Geçen yıl Avcılar Yeşilkent Mahallesi'nde yaşayan 4 kişide, sivrisineklerden geçtiği bilinen Batı Nil Virüsü tespit edilmişti. Avcılar'da yaşayan vatandaşlar bu yıl yine sivrisinek sorunuyla karşı karşıya olduklarını ve camlarını açamadıklarını belirtiyor. İstanbul Üniversitesi-Cerrahpaşa Veterinerlik Fakültesi Viroloji Anabilim Dalı Başkanı Prof. Dr. Hüseyin Yılmaz sivrisineklerin hastalık taşıma riski olduğunu ifade ederek, Batı Nil Virüsüne karşı uyarılarda bulundu. Prof. Dr. Yılmaz, "Sivrisineklerden bulaşabilen hastalıklarda risk var. Bunlardan en önemlisi Batı Nil Ateşi virüsü, Rift Vadisi Humması ve Usutu Virüs. Usutu Virüsü Avrupa'da birkaç yıldır sıkıntı olmaya başladı. Biz Usutu Virüsü araştırmaya başladık. Batı Nil Ateşi Virüsünü araştırdık. Hem sivrisineklerde hem kuşlarda var. Kuşlarda var olan virüsü sivrisinekler kan emerek alıyorlar. Kuşlardan aldıkları virüsü daha sonra hayvanlara ve insanlara bulaştırabiliyorlar. Yani kan yoluyla naklediyorlar. Türkiye'de tek tük vakalar görülüyor. Eğer sinek popülasyonu artarsa ve artan popülasyonda çok sayıda sinek bu virüsü taşırsa bulaşma riski artıyor" ifadelerini kullandı.
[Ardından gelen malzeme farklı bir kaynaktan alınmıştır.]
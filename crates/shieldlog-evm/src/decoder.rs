//! `LogDecoder`: typed decode of confidential token logs.
//!
//! Layout of every matching log:
//! - topics[0] → event content hash (keccak256 of the signature)
//! - topics[1], topics[2] → indexed addresses, left-padded to 32 bytes
//! - topics[3] → key commitment (consumed by the filter, not surfaced)
//! - `data` → ABI-encoded `(bytes encryptedAmount)`

use alloy_core::dyn_abi::{DynSolType, DynSolValue};
use alloy_primitives::{Address, Bytes, B256};
use shieldlog_core::{
    error::DecodeError,
    event::{DecodedEventRecord, RawLog},
    schema::{EventKind, EventSchema},
};

/// Decoded `Transfer(address indexed from, address indexed to, bytes32 indexed, bytes)`.
#[derive(Debug, Clone, PartialEq, Eq)]
pub struct TransferEvent {
    pub from: Address,
    pub to: Address,
    pub encrypted_amount: Bytes,
}

/// Decoded `Approval(address indexed owner, address indexed spender, bytes32 indexed, bytes)`.
#[derive(Debug, Clone, PartialEq, Eq)]
pub struct ApprovalEvent {
    pub owner: Address,
    pub spender: Address,
    pub encrypted_amount: Bytes,
}

/// One decoded event, tagged by kind.
#[derive(Debug, Clone, PartialEq, Eq)]
pub enum ConfidentialEvent {
    Transfer(TransferEvent),
    Approval(ApprovalEvent),
}

impl ConfidentialEvent {
    pub fn kind(&self) -> EventKind {
        match self {
            ConfidentialEvent::Transfer(_) => EventKind::Transfer,
            ConfidentialEvent::Approval(_) => EventKind::Approval,
        }
    }
}

impl From<ConfidentialEvent> for DecodedEventRecord {
    fn from(ev: ConfidentialEvent) -> Self {
        let kind = ev.kind();
        let (indexed, encrypted_payload) = match ev {
            ConfidentialEvent::Transfer(t) => ([t.from, t.to], t.encrypted_amount),
            ConfidentialEvent::Approval(a) => ([a.owner, a.spender], a.encrypted_amount),
        };
        DecodedEventRecord {
            kind,
            indexed,
            encrypted_payload,
        }
    }
}

/// The log decoder. Stateless and cheap to copy.
#[derive(Debug, Default, Clone, Copy)]
pub struct LogDecoder;

impl LogDecoder {
    /// Event hash plus both indexed addresses.
    pub const MIN_TOPICS: usize = 3;

    pub fn new() -> Self {
        Self
    }

    /// Decode `raw` against `schema` into the transient pre-decryption record.
    pub fn decode(
        &self,
        raw: &RawLog,
        schema: &EventSchema,
    ) -> Result<DecodedEventRecord, DecodeError> {
        self.decode_typed(raw, schema).map(Into::into)
    }

    /// Decode `raw` into its typed event.
    pub fn decode_typed(
        &self,
        raw: &RawLog,
        schema: &EventSchema,
    ) -> Result<ConfidentialEvent, DecodeError> {
        if raw.topics.len() < Self::MIN_TOPICS {
            return Err(DecodeError::MissingTopics {
                expected: Self::MIN_TOPICS,
                got: raw.topics.len(),
            });
        }
        // The subscription filter already guarantees this; check anyway
        if raw.event_signature() != Some(&schema.content_hash) {
            return Err(DecodeError::FingerprintMismatch {
                expected: format!("{:#x}", schema.content_hash),
                got: format!("{:#x}", raw.topics[0]),
            });
        }

        let first = topic_address(&raw.topics[1]);
        let second = topic_address(&raw.topics[2]);
        let encrypted_amount = decode_payload(&raw.data)?;

        Ok(match schema.kind {
            EventKind::Transfer => ConfidentialEvent::Transfer(TransferEvent {
                from: first,
                to: second,
                encrypted_amount,
            }),
            EventKind::Approval => ConfidentialEvent::Approval(ApprovalEvent {
                owner: first,
                spender: second,
                encrypted_amount,
            }),
        })
    }
}

/// Indexed address params occupy the low-order 20 bytes of the topic.
pub fn topic_address(topic: &B256) -> Address {
    Address::from_word(*topic)
}

/// Decode the data section as the single dynamic `bytes` parameter.
fn decode_payload(data: &[u8]) -> Result<Bytes, DecodeError> {
    let ty = DynSolType::Tuple(vec![DynSolType::Bytes]);
    let decoded = ty
        .abi_decode_sequence(data)
        .map_err(|e| DecodeError::AbiDecodeFailed {
            reason: e.to_string(),
        })?;

    match decoded {
        DynSolValue::Tuple(mut values) if values.len() == 1 => match values.pop() {
            Some(DynSolValue::Bytes(b)) => Ok(Bytes::from(b)),
            other => Err(DecodeError::AbiDecodeFailed {
                reason: format!("expected bytes, got {other:?}"),
            }),
        },
        other => Err(DecodeError::AbiDecodeFailed {
            reason: format!("expected 1-tuple, got {other:?}"),
        }),
    }
}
Avcılar Yeşilkent Mahallesi'nde yaşayan Yüksel Topçu da sinekler sebebiyle endişeli olduklarını ifade etti. Topçu, "Bu sene ilaçlama da yapılmadı. Sadece bir kez gördük. Geçen sene dere yatağında salgın hastalık belirtisi vardı. Ondan sonra burada ilaçlama yapıldı daha sonrasında herhangi bir şey görmedik ama. Çok sinek var dışarıda oturamıyoruz" derken, Küçükçekmece'de yaşayan Esma Barış ise "Bu yıl çok arttı. Geçen sene bu kadar yoktu. İlaçlama aracı ilk kez dün geldi. Bacaklarımı soktular bir haftadır iyileşemedim. Alerjik durumum var hassasım. Bu yüzden beni özellikle kötü etkiliyor" şeklinde konuştu.